── DATASET EXTRACT ──
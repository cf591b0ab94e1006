use std::path::Path;

use lw_core::CurrencyAmount;

pub fn run(campaign: Option<&Path>, amount: &str, only: Option<&str>) -> Result<(), String> {
    let engine = super::currency_engine(campaign)?;
    let coins = super::parse_amount(amount)?;
    let desired = only.map(super::parse_denominations).transpose()?;
    if desired.as_ref().is_some_and(|d| d.is_empty()) {
        return Err("--only needs at least one denomination".to_string());
    }

    let mut result = CurrencyAmount::blank();
    for (denomination, value) in coins.non_zero() {
        result = engine.exchange(value, denomination, result, desired.as_deref());
    }

    println!("  {coins} = {result}");
    Ok(())
}
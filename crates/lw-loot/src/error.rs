//! Error types for loot generation.

use lw_core::CoreError;
use lw_currency::CurrencyError;

use crate::roller::MAX_DEPTH;

/// Alias for `Result<T, LootError>`.
pub type LootResult<T> = Result<T, LootError>;

/// Errors that abort a loot operation.
///
/// Configuration problems inside a roll (a table without a formula, an
/// unknown item) are reported to the notifier instead and do not appear here.
#[derive(Debug, thiserror::Error)]
pub enum LootError {
    /// Nested tables went deeper than [`MAX_DEPTH`].
    #[error("table \"{table}\" nested deeper than {} levels", MAX_DEPTH)]
    DepthExceeded {
        /// The table whose roll would have exceeded the limit.
        table: String,
    },

    /// A table requested by the caller does not exist.
    #[error("table not found: \"{0}\"")]
    TableNotFound(String),

    /// A record store operation failed.
    #[error(transparent)]
    Core(#[from] CoreError),

    /// The currency configuration is invalid.
    #[error(transparent)]
    Currency(#[from] CurrencyError),

    /// A text pattern failed to compile.
    #[error("invalid text pattern: {0}")]
    Pattern(#[from] regex::Error),
}
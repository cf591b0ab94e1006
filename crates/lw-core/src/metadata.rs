use std::collections::HashMap;
use std::fmt;

use serde::{Deserialize, Serialize};

/// Key-value data that dice formulas can reference with `@path.to.value`.
pub type FormulaContext = HashMap<String, MetadataValue>;

/// A flexible metadata value that supports common types.
#[derive(Debug, Clone, PartialEq, Serialize, Deserialize)]
#[serde(untagged)]
pub enum MetadataValue {
    /// A boolean value.
    Boolean(bool),
    /// A 64-bit signed integer value.
    Integer(i64),
    /// A 64-bit floating-point value.
    Float(f64),
    /// A text value.
    String(String),
    /// An ordered list of metadata values.
    List(Vec<MetadataValue>),
    /// A string-keyed map of metadata values.
    Map(HashMap<String, MetadataValue>),
}

impl MetadataValue {
    /// Numeric view of this value, if it has one.
    ///
    /// Strings are parsed as numbers; booleans map to 0 and 1.
    pub fn as_f64(&self) -> Option<f64> {
        match self {
            Self::Integer(n) => Some(*n as f64),
            Self::Float(f) => Some(*f),
            Self::Boolean(b) => Some(if *b { 1.0 } else { 0.0 }),
            Self::String(s) => s.trim().parse().ok(),
            Self::List(_) | Self::Map(_) => None,
        }
    }

    /// Text view of this value, if it is a string.
    pub fn as_str(&self) -> Option<&str> {
        match self {
            Self::String(s) => Some(s),
            _ => None,
        }
    }
}

impl fmt::Display for MetadataValue {
    fn fmt(&self, f: &mut fmt::Formatter<'_>) -> fmt::Result {
        match self {
            Self::String(s) => write!(f, "{s}"),
            Self::Integer(n) => write!(f, "{n}"),
            Self::Float(n) => write!(f, "{n}"),
            Self::Boolean(b) => write!(f, "{b}"),
            Self::List(items) => {
                let parts: Vec<String> = items.iter().map(|v| v.to_string()).collect();
                write!(f, "[{}]", parts.join(", "))
            }
            Self::Map(_) => write!(f, "{{...}}"),
        }
    }
}

/// Resolve a dotted path such as `abilities.str.value` against a context.
///
/// A flat key containing the full dotted path wins over nested lookup, so
/// both `{"level": 3}` and `{"details": {"level": 3}}` style data work.
pub fn lookup_path<'a>(context: &'a FormulaContext, path: &str) -> Option<&'a MetadataValue> {
    if let Some(value) = context.get(path) {
        return Some(value);
    }

    let mut segments = path.split('.');
    let mut current = context.get(segments.next()?)?;
    for segment in segments {
        current = match current {
            MetadataValue::Map(map) => map.get(segment)?,
            MetadataValue::List(items) => items.get(segment.parse::<usize>().ok()?)?,
            _ => return None,
        };
    }
    Some(current)
}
───
◆ TASK TO COMPLETE ◆
Show the lines of the records that include the string "desired".

◆ EXPECTED ANSWER ◆
    let desired = only.map(super::parse_denominations).transpose()?;
    if desired.as_ref().is_some_and(|d| d.is_empty()) {
        result = engine.exchange(value, denomination, result, desired.as_deref());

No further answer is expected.